18-year-old Aaron Poots was part of the winning team

The team of sixth-formers from Friends came top of 48 schools from across the UK at the competition held in London's Copper Box Arena.

18-year-old Aaron Poots was part of the team and said he "loved working on it".

"Going down and working on it with my friends is honestly one of the highlights of my last year in school," he said.

Aaron said the theme of the competition in 2026 was "pretty much robot basketball".

"The challenge wasn't how are we going to shoot the balls but how is everything going to knit together so we can do it the quickest," he said.

'Teamwork is the main focus'

The team from the school spent "hundreds of hours" designing, building and programming the robot, according to Aaron.

"There's no one person on this team who knows how to do everything," he said.

"Really teamwork is the main focus."

"It's not that easy to have a blow-away robot that can score hundreds of points every game."

It meant that the 'drivers' controlling the robot had to be "quick on your wheels," according to Aaron.

"It is exciting, it's not ten nerds in a room! It's a full arena, it's a pretty big thing," he said.

News imageJonathan smiling at the camera. He is wearing glasses, a white shirt and green tie. He has dark brown hair.
Jonathan said each member brought something different to the team

For his fellow team member, 18-year-old Jonathan Gillespie, everyone found their "niche" when creating the robot.

"There's a hardware side and a software side, so as part of hardware we had to figure out how physically to pick up the balls and store them inside," he said.

"So finding a way to store those balls inside the robot and then you weren't allowed to expand at all to shoot the balls so we had to figure out a shooter that we could use to do that."

"One of our team members Samuel was really good at figuring out the shooter early on in the season and that meant that we could develop it throughout the whole year to get it as accurate as we possibly could."

"I run a lot of the 3D printing and the manufacturing side rather than the design side."

Jonathan said that when it came to the competition "a lot of the games were very tight".

"The real thing that we had to do was shoot the balls as fast as possible and pick up the balls as fast as possible to maximise the number that we could shoot," he said.

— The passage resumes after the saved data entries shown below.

//! Tokens and token trees produced by the lexer.

use bitflags::bitflags;
use std::fmt;
use strum_macros::Display;

/// Byte range into the source text.
#[derive(Clone, Copy, Debug, Default, PartialEq, Eq, Hash, PartialOrd, Ord)]
pub struct Span {
    pub start: usize,
    pub end: usize,
}

impl Span {
    pub fn new(start: usize, end: usize) -> Self {
        Span { start, end }
    }

    pub fn to(self, other: Span) -> Span {
        Span::new(self.start, other.end)
    }

    pub fn contains(&self, offset: usize) -> bool {
        self.start <= offset && offset < self.end
    }

    pub fn len(&self) -> usize {
        self.end.saturating_sub(self.start)
    }

    pub fn is_empty(&self) -> bool {
        self.len() == 0
    }

    pub fn text<'a>(&self, source: &'a str) -> &'a str {
        source.get(self.start..self.end).unwrap_or_default()
    }
}

bitflags! {
    #[derive(Clone, Copy, Debug, Default, PartialEq, Eq, Hash)]
    pub struct TokenFlags: u8 {
        const DEFAULT = 0;
        // A line terminator separates this token from the previous one.
        const NEWLINE_BEFORE = 1;
    }
}

#[derive(Clone, Copy, Debug, Display, PartialEq, Eq)]
pub enum TokenKind {
    Ident,
    Punct,
    Number,
    String,
    Regex,
    /// A template literal without substitutions.
    Template,
    /// `` `…${ ``, which opens a template group.
    TemplateHead,
    /// `}…${` between two substitutions.
    TemplateMiddle,
    /// `` }…` ``, which closes a template group.
    TemplateTail,
    OpenParen,
    CloseParen,
    OpenBracket,
    CloseBracket,
    OpenBrace,
    CloseBrace,
}

#[derive(Clone, Copy, Debug, PartialEq, Eq)]
pub struct Token {
    pub kind: TokenKind,
    pub span: Span,
    pub flags: TokenFlags,
}

impl Token {
    pub fn newline_before(&self) -> bool {
        self.flags.contains(TokenFlags::NEWLINE_BEFORE)
    }
}

#[derive(Clone, Copy, Debug, PartialEq, Eq)]
pub enum Delimiter {
    Paren,
    Bracket,
    Brace,
    Template,
}

impl fmt::Display for Delimiter {
    fn fmt(&self, f: &mut fmt::Formatter<'_>) -> fmt::Result {
        let pair = match self {
            Delimiter::Paren => "()",
            Delimiter::Bracket => "[]",
            Delimiter::Brace => "{}",
            Delimiter::Template => "``",
        };
        f.write_str(pair)
    }
}

/// A delimited sequence of trees. For templates the substitutions are the
/// children, separated by `TemplateMiddle` leaves.
#[derive(Clone, Debug, PartialEq, Eq)]
pub struct Group {
    pub delimiter: Delimiter,
    pub open: Span,
    pub close: Span,
    pub flags: TokenFlags,
    pub trees: Vec<TokenTree>,
}

impl Group {
    pub fn span(&self) -> Span {
        self.open.to(self.close)
    }
}

#[derive(Clone, Debug, PartialEq, Eq)]
pub enum TokenTree {
    Leaf(Token),
    Group(Group),
}

impl TokenTree {
    pub fn span(&self) -> Span {
        match self {
            TokenTree::Leaf(token) => token.span,
            TokenTree::Group(group) => group.span(),
        }
    }

    pub fn flags(&self) -> TokenFlags {
        match self {
            TokenTree::Leaf(token) => token.flags,
            TokenTree::Group(group) => group.flags,
        }
    }

    pub fn newline_before(&self) -> bool {
        self.flags().contains(TokenFlags::NEWLINE_BEFORE)
    }

    /// The identifier text, if this is an identifier (keywords included).
    pub fn ident<'a>(&self, source: &'a str) -> Option<&'a str> {
        match self {
            TokenTree::Leaf(token) if token.kind == TokenKind::Ident => Some(token.span.text(source)),
            _ => None,
        }
    }

    pub fn is_ident(&self, source: &str, name: &str) -> bool {
        self.ident(source) == Some(name)
    }

    pub fn is_punct(&self, source: &str, punct: &str) -> bool {
        matches!(self, TokenTree::Leaf(token)
            if token.kind == TokenKind::Punct && token.span.text(source) == punct)
    }

    pub fn group(&self) -> Option<&Group> {
        match self {
            TokenTree::Group(group) => Some(group),
            TokenTree::Leaf(_) => None,
        }
    }

    pub fn group_of(&self, delimiter: Delimiter) -> Option<&Group> {
        self.group().filter(|g| g.delimiter == delimiter)
    }

    pub fn leaf(&self) -> Option<&Token> {
        match self {
            TokenTree::Leaf(token) => Some(token),
            TokenTree::Group(_) => None,
        }
    }
}

/// Reserved words that can never name a binding.
pub const RESERVED_WORDS: &[&str] = &[
    "await", "break", "case", "catch", "class", "const", "continue", "debugger", "default",
    "delete", "do", "else", "enum", "export", "extends", "false", "finally", "for", "function",
    "if", "import", "in", "instanceof", "new", "null", "return", "super", "switch", "this",
    "throw", "true", "try", "typeof", "var", "void", "while", "with", "yield",
];

pub fn is_reserved(word: &str) -> bool {
    RESERVED_WORDS.contains(&word)
}

pub fn is_ident_start(c: char) -> bool {
    c == '$' || c == '_' || c.is_alphabetic()
}

pub fn is_ident_part(c: char) -> bool {
    is_ident_start(c) || c.is_alphanumeric() || c == '\u{200c}' || c == '\u{200d}'
}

News imageRebekah smiling at the camera. She is wearing black framed round glasses, a white shirt and green tie.
Rebekah has been sharing her "passion" for robotics with other schools

18-year-old Rebekah McCullough from the team, meanwhile, has been spreading her passion for robotics to other schools in the area.

"We invited a number of primary schools to our school for a workshop that we hosted," she said.

That workshop involved letting the younger pupils work with robots that the Friends' team had pre-programmed.

"They really enjoyed that and we really enjoyed being able to share our knowledge with the children," she said.

"It's such a big sector and there's so much involved that you can do, there's so many aspects that you can go into."

"So it's really great that we can share our knowledge of what we've learned and hopefully share our passion as well."

News image3 students wearing white shirts and black trousers sitting around the robot working on it.
The team won a trophy for coming first in the competition

The team's trophy stands proudly at the front of their maths classroom in school.

They won the competition just before they sit their exams in subjects like maths, technology and design, physics and software systems development.

But although they brought knowledge from their studies to the robot, the date of their A-Levels means they will not get the chance to compete in the European final in the Netherlands.

It is held in June, just as the team sits their all important exams.